Quando os sentimentos viram uma série de portas fechadas. Com um abre alas angustiante, antes do título aparecer na tela, onde não conseguimos tirar os olhos das ações que acontecem Pieces of a Woman é um poderoso drama que mostra desenrolares da vida de um jovem casal e os passos seguintes que precisam caminhar durante o luto. Dirigido pelo cineasta húngaro Kornél Mundruczó e com roteiro assinado por Kata Wéber, o filme, disponível no catálogo da Netflix, é um dos mais badalados projetos desse ano: merecidamente! É tenso, polêmico, excelente para reflexão. Poderosas interpretações, personagem principal interpretada magistralmente pela atriz britânica Vanessa Kirby, um roteiro com bastante profundidade e uma excelente direção tornam esse longa-metragem um dos fortes concorrentes a algumas indicações em categorias do Oscar (inclusive já levou o prêmio de Melhor Atriz no Festival de Veneza do ano passado).
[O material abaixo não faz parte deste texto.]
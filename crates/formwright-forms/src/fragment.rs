//! Abstract output fragments.
//!
//! The pipeline never emits markup. A rendered field is a tree of
//! [`Fragment`] values that a view layer turns into HTML (or anything else).
//! Every type here is serde-serializable so the tree can cross process or
//! language boundaries unchanged.

use serde::{Deserialize, Serialize};
use serde_json::{Map, Value};

/// One option of a collection control.
#[derive(Debug, Clone, PartialEq, Eq, Serialize, Deserialize)]
pub struct Choice {
    /// The visible text.
    pub label: String,
    /// The submitted value.
    pub value: String,
    /// Whether this option is currently selected or checked.
    pub selected: bool,
}

impl Choice {
    /// Creates an unselected choice.
    pub fn new(label: impl Into<String>, value: impl Into<String>) -> Self {
        Self {
            label: label.into(),
            value: value.into(),
            selected: false,
        }
    }
}

/// The kind of form control a renderer produced.
#[derive(Debug, Clone, PartialEq, Eq, Serialize, Deserialize)]
#[serde(tag = "control", rename_all = "snake_case")]
pub enum ControlKind {
    /// A single-line input with an HTML `type`.
    Input { input_type: String },
    /// A multi-line text area.
    TextArea,
    /// A checkbox paired with a hidden "unchecked" value.
    Checkbox {
        checked_value: String,
        unchecked_value: Option<String>,
    },
    /// A select box.
    Select {
        choices: Vec<Choice>,
        multiple: bool,
        include_blank: bool,
        prompt: Option<String>,
    },
    /// A set of radio buttons.
    RadioButtons { choices: Vec<Choice> },
    /// A set of check boxes.
    CheckBoxes { choices: Vec<Choice> },
    /// A select whose options come from a named source list (countries,
    /// time zones), with priority entries listed first.
    PrioritySelect {
        source: String,
        priority: Vec<String>,
        include_blank: bool,
    },
    /// Separate selects for the parts of a date, a datetime or a time.
    DateTimeSelect { precision: String },
    /// A file upload field.
    File { multiple: bool },
    /// A hidden field.
    Hidden,
}

/// A form control with its identity and attributes.
#[derive(Debug, Clone, PartialEq, Serialize, Deserialize)]
pub struct Control {
    /// What kind of control this is.
    pub kind: ControlKind,
    /// The submitted parameter name (`user[email]`).
    pub name: String,
    /// The DOM id (`user_email`).
    pub id: String,
    /// The current value, if any.
    pub value: Option<Value>,
    /// CSS classes, in order, without duplicates.
    pub classes: Vec<String>,
    /// Extra attributes, in insertion order. Keys are unique.
    pub attributes: Map<String, Value>,
}

impl Control {
    /// Returns the attribute value for `key`.
    pub fn attribute(&self, key: &str) -> Option<&Value> {
        self.attributes.get(key)
    }

    /// Returns `true` if the control carries the given class.
    pub fn has_class(&self, class: &str) -> bool {
        self.classes.iter().any(|c| c == class)
    }
}

/// A label for a control.
#[derive(Debug, Clone, PartialEq, Eq, Serialize, Deserialize)]
pub struct LabelFragment {
    pub text: String,
    /// The id of the control this label is for.
    pub for_id: Option<String>,
    /// Whether a required marker is shown.
    pub required: bool,
    pub classes: Vec<String>,
}

/// A hint shown below a control.
#[derive(Debug, Clone, PartialEq, Eq, Serialize, Deserialize)]
pub struct HintFragment {
    pub text: String,
    pub classes: Vec<String>,
}

/// An error message for a control.
#[derive(Debug, Clone, PartialEq, Eq, Serialize, Deserialize)]
pub struct ErrorFragment {
    pub message: String,
    /// `true` for full errors, which are prefixed with the label text.
    pub full: bool,
    pub classes: Vec<String>,
}

/// A nested element produced by a wrapper component group.
#[derive(Debug, Clone, PartialEq, Serialize, Deserialize)]
pub struct GroupFragment {
    /// The component name the group was declared with.
    pub name: String,
    pub tag: Option<String>,
    pub classes: Vec<String>,
    pub children: Vec<Fragment>,
}

/// A form button.
#[derive(Debug, Clone, PartialEq, Serialize, Deserialize)]
pub struct ButtonFragment {
    /// The button kind (`submit`, `button`, `reset`).
    pub button_type: String,
    pub value: String,
    pub classes: Vec<String>,
    pub attributes: Map<String, Value>,
}

/// A piece of rendered output.
#[derive(Debug, Clone, PartialEq, Serialize, Deserialize)]
#[serde(tag = "fragment", rename_all = "snake_case")]
pub enum Fragment {
    Label(LabelFragment),
    Control(Control),
    Hint(HintFragment),
    Error(ErrorFragment),
    Group(GroupFragment),
    /// Caller-supplied content standing in for a control.
    Content { body: String },
    Button(ButtonFragment),
}

impl Fragment {
    /// A short name for the fragment kind: `label`, `control`, `hint`,
    /// `error`, `group`, `content` or `button`.
    pub const fn kind_name(&self) -> &'static str {
        match self {
            Self::Label(_) => "label",
            Self::Control(_) => "control",
            Self::Hint(_) => "hint",
            Self::Error(_) => "error",
            Self::Group(_) => "group",
            Self::Content { .. } => "content",
            Self::Button(_) => "button",
        }
    }

    /// Returns the control, if this fragment is one.
    pub const fn as_control(&self) -> Option<&Control> {
        match self {
            Self::Control(control) => Some(control),
            _ => None,
        }
    }
}

/// The complete output for one field.
#[derive(Debug, Clone, PartialEq, Serialize, Deserialize)]
pub struct RenderedField {
    /// The outer element tag, or `None` when the field is unwrapped.
    pub tag: Option<String>,
    /// Classes on the outer element.
    pub classes: Vec<String>,
    /// Extra attributes on the outer element (from `wrapper_html`).
    pub attributes: Map<String, Value>,
    /// The rendered components, in wrapper order.
    pub fragments: Vec<Fragment>,
}

impl RenderedField {
    /// The kind names of the top-level fragments, in order.
    pub fn kinds(&self) -> Vec<&'static str> {
        self.fragments.iter().map(Fragment::kind_name).collect()
    }

    /// The kind names of every leaf fragment, flattening groups.
    pub fn flat_kinds(&self) -> Vec<&'static str> {
        let mut kinds = Vec::new();
        collect_kinds(&self.fragments, &mut kinds);
        kinds
    }

    /// Finds the control anywhere in the tree.
    pub fn control(&self) -> Option<&Control> {
        find_control(&self.fragments)
    }

    /// Returns `true` if the outer element carries the given class.
    pub fn has_class(&self, class: &str) -> bool {
        self.classes.iter().any(|c| c == class)
    }
}

fn collect_kinds(fragments: &[Fragment], out: &mut Vec<&'static str>) {
    for fragment in fragments {
        match fragment {
            Fragment::Group(group) => collect_kinds(&group.children, out),
            other => out.push(other.kind_name()),
        }
    }
}

fn find_control(fragments: &[Fragment]) -> Option<&Control> {
    fragments.iter().find_map(|fragment| match fragment {
        Fragment::Control(control) => Some(control),
        Fragment::Group(group) => find_control(&group.children),
        _ => None,
    })
}

/// Appends `class` to `classes` unless it is already present or empty.
pub(crate) fn push_class(classes: &mut Vec<String>, class: &str) {
    if !class.is_empty() && !classes.iter().any(|c| c == class) {
        classes.push(class.to_string());
    }
}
Na trama, conhecemos um jovem casal, Sean (Shia Lebouf) e Martha (Vanessa Kirby) apaixonado e com alta
expectativa com a chegada da primeira filha. Eles optaram por um parto
domiciliar, feito por uma parteira. No dia onde a chegada do bebê se torna
iminente, a parteira que faria o parto não consegue chegar a tempo e uma outra
vai no lugar dela. Durante o processo do parto, uma alta tensão acontece, um
nervosismo de todos, pai, mãe e parteira. Infelizmente uma tragédia acontece. Nos
meses após o corrido, a maneira como o casal lida com a terrível tragédia é o
que vai moldando a trajetória desse impactante filme.
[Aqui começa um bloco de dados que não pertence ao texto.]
/// The object a form is bound to.
///
/// Only [`model_name`](BoundModel::model_name), [`column`](BoundModel::column)
/// and [`capabilities`](BoundModel::capabilities) are required; every other
/// method defaults to "no information", which the pipeline treats as the
/// documented fallback rather than an error.
pub trait BoundModel: Send + Sync {
    /// The param key used for control names and ids (`user`).
    fn model_name(&self) -> &str;

    /// Column metadata for an attribute.
    fn column(&self, attribute: &str) -> Option<Column>;

    /// Returns `true` if the attribute is a known model attribute.
    fn has_attribute(&self, attribute: &str) -> bool {
        self.column(attribute).is_some()
    }

    /// Named capability probes.
    fn capabilities(&self) -> &Capabilities;

    /// Association metadata by association name.
    fn reflect_association(&self, _name: &str) -> Option<AssociationReflection> {
        None
    }

    /// The records of an association, if already materialized on the object.
    fn loaded_association(&self, _name: &str) -> Option<Vec<Record>> {
        None
    }

    /// The current value of an attribute.
    fn value(&self, _attribute: &str) -> Option<Value> {
        None
    }

    /// Error messages for an attribute.
    fn errors_for(&self, _attribute: &str) -> Vec<String> {
        Vec::new()
    }

    /// Returns `true` once the object has been validated.
    fn validated(&self) -> bool {
        false
    }

    /// Validators for an attribute, or `None` if the model does not expose
    /// validator reflection at all.
    fn validators_for(&self, _attribute: &str) -> Option<Vec<AttributeValidator>> {
        None
    }

    /// The human-readable attribute name.
    fn human_attribute_name(&self, _attribute: &str) -> Option<String> {
        None
    }

    /// Fetches records of `target` matching `query`.
    fn fetch_records(&self, _target: &str, _query: &Query) -> Vec<Record> {
        Vec::new()
    }
}

/// An in-memory [`BoundModel`].
///
/// # Examples
///
/// ```
/// use formwright_forms::model::{BoundModel, Column, ColumnType, ModelSnapshot};
///
/// let user = ModelSnapshot::new("user")
///     .column("email", Column::new(ColumnType::String))
///     .value("email", serde_json::json!("ada@example.com"));
/// assert!(user.has_attribute("email"));
/// assert!(!user.has_attribute("name"));
/// ```
#[derive(Debug, Clone, Default)]
pub struct ModelSnapshot {
    model_name: String,
    columns: HashMap<String, Column>,
    values: HashMap<String, Value>,
    errors: HashMap<String, Vec<String>>,
    validated: bool,
    validators: HashMap<String, Vec<AttributeValidator>>,
    reflects_validators: bool,
    human_names: HashMap<String, String>,
    capabilities: Capabilities,
    associations: HashMap<String, AssociationReflection>,
    loaded: HashMap<String, Vec<Record>>,
    tables: HashMap<String, Vec<Record>>,
}

impl ModelSnapshot {
    /// Creates an empty snapshot for the given model name.
    pub fn new(model_name: impl Into<String>) -> Self {
        Self {
            model_name: model_name.into(),
            ..Self::default()
        }
    }

    /// Declares an attribute column.
    #[must_use]
    pub fn column(mut self, attribute: impl Into<String>, column: Column) -> Self {
        self.columns.insert(attribute.into(), column);
        self
    }

    /// Sets an attribute value.
    #[must_use]
    pub fn value(mut self, attribute: impl Into<String>, value: Value) -> Self {
        self.values.insert(attribute.into(), value);
        self
    }

    /// Adds an error to an attribute and marks the object validated.
    #[must_use]
    pub fn error(mut self, attribute: impl Into<String>, message: impl Into<String>) -> Self {
        self.errors
            .entry(attribute.into())
            .or_default()
            .push(message.into());
        self.validated = true;
        self
    }

    /// Marks the object as validated.
    #[must_use]
    pub const fn validated(mut self) -> Self {
        self.validated = true;
        self
    }

    /// Declares a validator. Once any validator is declared, the snapshot
    /// reports validator reflection for every attribute.
    #[must_use]
    pub fn validator(mut self, attribute: impl Into<String>, validator: AttributeValidator) -> Self {
        self.validators
            .entry(attribute.into())
            .or_default()
            .push(validator);
        self.reflects_validators = true;
        self
    }

    /// Sets the human-readable name of an attribute.
    #[must_use]
    pub fn human_name(mut self, attribute: impl Into<String>, name: impl Into<String>) -> Self {
        self.human_names.insert(attribute.into(), name.into());
        self
    }

    /// Adds a capability probe.
    #[must_use]
    pub fn capability(mut self, probe: impl Into<String>) -> Self {
        self.capabilities = self.capabilities.with(probe);
        self
    }

    /// Declares an association.
    #[must_use]
    pub fn association(mut self, reflection: AssociationReflection) -> Self {
        self.associations.insert(reflection.name.clone(), reflection);
        self
    }

    /// Marks an association as materialized with the given records.
    #[must_use]
    pub fn loaded(mut self, association: impl Into<String>, records: Vec<Record>) -> Self {
        self.loaded.insert(association.into(), records);
        self
    }

    /// Sets the records a target model holds.
    #[must_use]
    pub fn table(mut self, target: impl Into<String>, records: Vec<Record>) -> Self {
        self.tables.insert(target.into(), records);
        self
    }
}

impl BoundModel for ModelSnapshot {
    fn model_name(&self) -> &str {
        &self.model_name
    }

    fn column(&self, attribute: &str) -> Option<Column> {
        self.columns.get(attribute).cloned()
    }

    fn capabilities(&self) -> &Capabilities {
        &self.capabilities
    }

    fn reflect_association(&self, name: &str) -> Option<AssociationReflection> {
        self.associations.get(name).cloned()
    }

    fn loaded_association(&self, name: &str) -> Option<Vec<Record>> {
        self.loaded.get(name).cloned()
    }

    fn value(&self, attribute: &str) -> Option<Value> {
        self.values.get(attribute).cloned()
    }

    fn errors_for(&self, attribute: &str) -> Vec<String> {
        self.errors.get(attribute).cloned().unwrap_or_default()
    }

    fn validated(&self) -> bool {
        self.validated
    }

    fn validators_for(&self, attribute: &str) -> Option<Vec<AttributeValidator>> {
        self.reflects_validators
            .then(|| self.validators.get(attribute).cloned().unwrap_or_default())
    }

    fn human_attribute_name(&self, attribute: &str) -> Option<String> {
        self.human_names.get(attribute).cloned()
    }

    fn fetch_records(&self, target: &str, query: &Query) -> Vec<Record> {
        let Some(records) = self.tables.get(target) else {
            return Vec::new();
        };
        let mut matched: Vec<Record> = records
            .iter()
            .filter(|record| {
                query
                    .conditions
                    .iter()
                    .all(|(attribute, expected)| record.get(attribute) == Some(expected))
            })
            .cloned()
            .collect();

        if let Some(order) = &query.order {
            let mut parts = order.split_whitespace();
            let attribute = parts.next().unwrap_or_default().to_string();
            let descending = parts
                .next()
                .is_some_and(|direction| direction.eq_ignore_ascii_case("desc"));
            matched.sort_by(|a, b| {
                let ordering = compare_values(a.get(&attribute), b.get(&attribute));
                if descending {
                    ordering.reverse()
                } else {
                    ordering
                }
            });
        }
        matched
    }
}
Como lidar com a perda? Os personagens são os grandes
motores do filme. Levados ao limite após a tragédia que acontece em suas vidas,
nada vai ser como antes e eles já sabem disso. Conflitos antes suportáveis, se
tornam estopins para discussões ou intromissões injustas nas escolhas que os
dois devem tomar juntos. Sean é um homem que trabalha com construções e em
especial nas pontes, está a seis anos sóbrio, possui um relacionamento
conflitante com a sogra, assim precisa lutar contra seus demônios após a tragédia.
Já Martha é introspectiva, de fala mansa, de família com mais dinheiro que a do
companheiro, mostra um controle na aparência para os outros mas um
descontrolado ninho de sentimentos conflitantes por dentro após o ocorrido,
principalmente lutando contra as interferências de sua mãe Elizabeth (Ellen Burstyn, em atuação também digna
de aplausos). A habilidade de Mundruczó em
mostrar as entrelinhas através da expressão dos personagens é digna de
aplausos, emocionante em muitos momentos, nos sentimos próximos das dores dos
personagens.
O filme toca em alguns pontos polêmicos. A questão da
comunidade médica vs parteiras e os dilemas sobre doação de corpos
para estudos médicos. As partes jurídicas de uma dessas questões são
colocadas como ferramenta de ‘justiça’ por Elizabeth, insensível e intrometida,
em muitos momentos. O projeto chega fácil aos corações dos espectadores, dentre
os dilemas e os sofrimentos, vamos tentar entender como é possível (ou não)
reunir peças de uma vida despedaçada.